Johnnie Walker seen gaining in India on Mallya's woes
Maker of famed Scotch could take stake in United Spirits, but it's still no done deal

For years, Diageo has sought to shore up its operations in India, where it accounts for a tiny fraction of whiskey sales. Now, a struggling airline may give the world's biggest distiller the chance it needs to gain a stronger foothold in the world's biggest whiskey market.
As Vijay Mallya's Kingfisher Airlines has been battered by high fuel costs and falling ticket prices, the Indian billionaire has expressed a willingness to sell part of his United Spirits to Diageo.
A deal would help Diageo, based in London, bolster its position in a US$21 billion whiskey market where a maze of regulations and taxes restrict foreign liquor producers.
Diageo, the maker of Johnnie Walker Scotch, trails global rival Pernod Ricard in the country and has failed in past efforts to close a deal with Mallya.
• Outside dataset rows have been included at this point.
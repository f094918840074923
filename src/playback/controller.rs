//! Playback controller
//!
//! Owns the audio backend and the loaded document, and tracks the transport through
//! `Unloaded -> Loading -> Ready <-> Playing`, with `Error` reachable from `Loading`.

use std::rc::Rc;

use crate::document::MidiDocument;
use crate::error::PlayerError;
use crate::notes::{NoteInterval, NoteTimeline};

use super::backend::{AudioBackend, BackendFactory, InstrumentBank};

#[derive(Debug, Clone, Copy, PartialEq, Eq)]
pub enum PlaybackState {
    Unloaded,
    Loading,
    Ready,
    Playing,
    Error,
}

/// What one transport poll observed, in the order it happened.
#[derive(Debug, Clone, PartialEq)]
pub enum TransportSignal {
    /// A note whose start time the transport just crossed.
    Note(NoteInterval),
    /// Transport position after the poll.
    Position(f64),
    /// The content ended on its own.
    Finished,
}

/// Start-ordered notes plus the index of the next one to announce.
#[derive(Debug, Clone, Default)]
struct NoteCursor {
    notes: Vec<NoteInterval>,
    next: usize,
}

impl NoteCursor {
    fn new(timeline: &NoteTimeline) -> Self {
        Self {
            notes: timeline.by_start(),
            next: 0,
        }
    }

    /// Position the cursor so notes starting at or after `seconds` are still ahead.
    fn seek(&mut self, seconds: f64) {
        self.next = self.notes.partition_point(|note| note.start < seconds);
    }

    /// Notes starting in `(previous position, seconds]`.
    fn advance(&mut self, seconds: f64) -> &[NoteInterval] {
        let from = self.next;
        let ahead = self.notes[from..].partition_point(|note| note.start <= seconds);
        self.next = from + ahead;
        &self.notes[from..self.next]
    }
}

pub struct PlaybackController {
    state: PlaybackState,
    backend: Option<Box<dyn AudioBackend>>,
    bank_url: Option<String>,
    document: Option<Rc<MidiDocument>>,
    cursor: NoteCursor,
    position: f64,
    looping: bool,
    last_error: Option<PlayerError>,
}

impl Default for PlaybackController {
    fn default() -> Self {
        Self::new()
    }
}

impl PlaybackController {
    pub fn new() -> Self {
        Self {
            state: PlaybackState::Unloaded,
            backend: None,
            bank_url: None,
            document: None,
            cursor: NoteCursor::default(),
            position: 0.0,
            looping: false,
            last_error: None,
        }
    }

    /// Suspend playback and enter `Loading` while resources are being fetched.
    pub fn begin_load(&mut self) {
        self.pause();
        self.state = PlaybackState::Loading;
    }

    /// Wire `document` to a backend for `bank` and become `Ready` at position 0.
    ///
    /// A backend already built for the same bank is reused through
    /// [`AudioBackend::load_song_list`]. For any other bank the old backend is dropped
    /// before the factory is asked for a new one, so two never coexist.
    ///
    /// # Errors
    /// A factory failure leaves the controller in `Error` with no backend and no
    /// document. A later `load` may still succeed.
    pub fn load(
        &mut self,
        document: Rc<MidiDocument>,
        notes: &NoteTimeline,
        bank: &InstrumentBank,
        factory: &mut dyn BackendFactory,
    ) -> Result<(), PlayerError> {
        self.begin_load();

        let reusable = self.backend.is_some() && self.bank_url.as_deref() == Some(&bank.url);
        if !reusable {
            if self.backend.take().is_some() {
                log::debug!(
                    "Releasing audio backend for {}",
                    self.bank_url.as_deref().unwrap_or("<unknown>")
                );
            }
            self.bank_url = None;
            match factory.create(bank) {
                Ok(backend) => {
                    log::info!("Audio backend ready for {}", bank.url);
                    self.backend = Some(backend);
                    self.bank_url = Some(bank.url.clone());
                }
                Err(e) => {
                    self.fail(e.clone());
                    return Err(e);
                }
            }
        }

        if let Some(backend) = self.backend.as_mut() {
            backend.load_song_list(std::slice::from_ref(&document));
            backend.set_current_time(0.0);
        }
        self.document = Some(document);
        self.cursor = NoteCursor::new(notes);
        self.position = 0.0;
        self.last_error = None;
        self.state = PlaybackState::Ready;
        Ok(())
    }

    /// Enter `Error`, dropping the document. The backend, if any, is kept for reuse.
    pub fn fail(&mut self, error: PlayerError) {
        self.pause();
        log::warn!("Playback load failed: {}", error);
        self.document = None;
        self.cursor = NoteCursor::default();
        self.position = 0.0;
        self.last_error = Some(error);
        self.state = PlaybackState::Error;
    }

    /// Start the transport. Returns false when not `Ready` (already playing included).
    pub fn play(&mut self) -> bool {
        if self.state != PlaybackState::Ready {
            return false;
        }
        let Some(backend) = self.backend.as_mut() else {
            return false;
        };
        backend.play();
        self.state = PlaybackState::Playing;
        true
    }

    /// Suspend the transport, keeping the position. Returns false unless `Playing`.
    pub fn pause(&mut self) -> bool {
        if self.state != PlaybackState::Playing {
            return false;
        }
        let duration = self.duration();
        if let Some(backend) = self.backend.as_mut() {
            backend.pause();
            self.position = backend.current_time().clamp(0.0, duration);
        }
        self.state = PlaybackState::Ready;
        true
    }

    pub fn current_time(&self) -> f64 {
        self.position
    }

    /// Seek without changing play/pause state. The position is clamped to the document.
    ///
    /// The note cursor moves with the backend, so the next poll announces notes from
    /// the new position only.
    pub fn set_current_time(&mut self, seconds: f64) -> Result<(), PlayerError> {
        if self.document.is_none() {
            return Err(PlayerError::NoContent);
        }
        let seconds = seconds.clamp(0.0, self.duration());
        if let Some(backend) = self.backend.as_mut() {
            backend.set_current_time(seconds);
        }
        self.cursor.seek(seconds);
        self.position = seconds;
        Ok(())
    }

    /// Read the transport clock and report what happened since the previous poll.
    pub fn poll(&mut self) -> Vec<TransportSignal> {
        if self.state != PlaybackState::Playing {
            return Vec::new();
        }
        let Some(backend) = self.backend.as_mut() else {
            return Vec::new();
        };

        let duration = self.document.as_ref().map_or(0.0, |doc| doc.duration);
        let now = backend.current_time().clamp(0.0, duration);
        let ended = now >= duration || !backend.is_playing();

        let mut signals: Vec<TransportSignal> = self
            .cursor
            .advance(now)
            .iter()
            .copied()
            .map(TransportSignal::Note)
            .collect();
        self.position = now;
        signals.push(TransportSignal::Position(now));

        if ended {
            backend.pause();
            self.state = PlaybackState::Ready;
            signals.push(TransportSignal::Finished);
        }
        signals
    }

    pub fn state(&self) -> PlaybackState {
        self.state
    }

    pub fn is_playing(&self) -> bool {
        self.state == PlaybackState::Playing
    }

    pub fn is_loaded(&self) -> bool {
        self.document.is_some()
    }

    pub fn duration(&self) -> f64 {
        self.document.as_ref().map_or(0.0, |doc| doc.duration)
    }

    pub fn document(&self) -> Option<&Rc<MidiDocument>> {
        self.document.as_ref()
    }

    pub fn bank_url(&self) -> Option<&str> {
        self.bank_url.as_deref()
    }

    pub fn last_error(&self) -> Option<&PlayerError> {
        self.last_error.as_ref()
    }

    pub fn set_looping(&mut self, looping: bool) {
        self.looping = looping;
    }

    pub fn is_looping(&self) -> bool {
        self.looping
    }
}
Diageo has "never been able to secure a market in India as Pernod Ricard and United Spirits have", said Sharan Lillaney, an analyst at Angel Broking in Mumbai. For the British distiller, "this is the best move. You get a company that is among the largest in the world, excellent distribution network, excellent contacts everywhere."
Kingfisher Airlines will need a capital injection of US$600 million in the next two months after defaulting on loan payments following five years of losses, industry consultant CAPA Centre for Aviation said in August. Mallya owns about 36 per cent of Kingfisher through his own holdings and affiliated companies.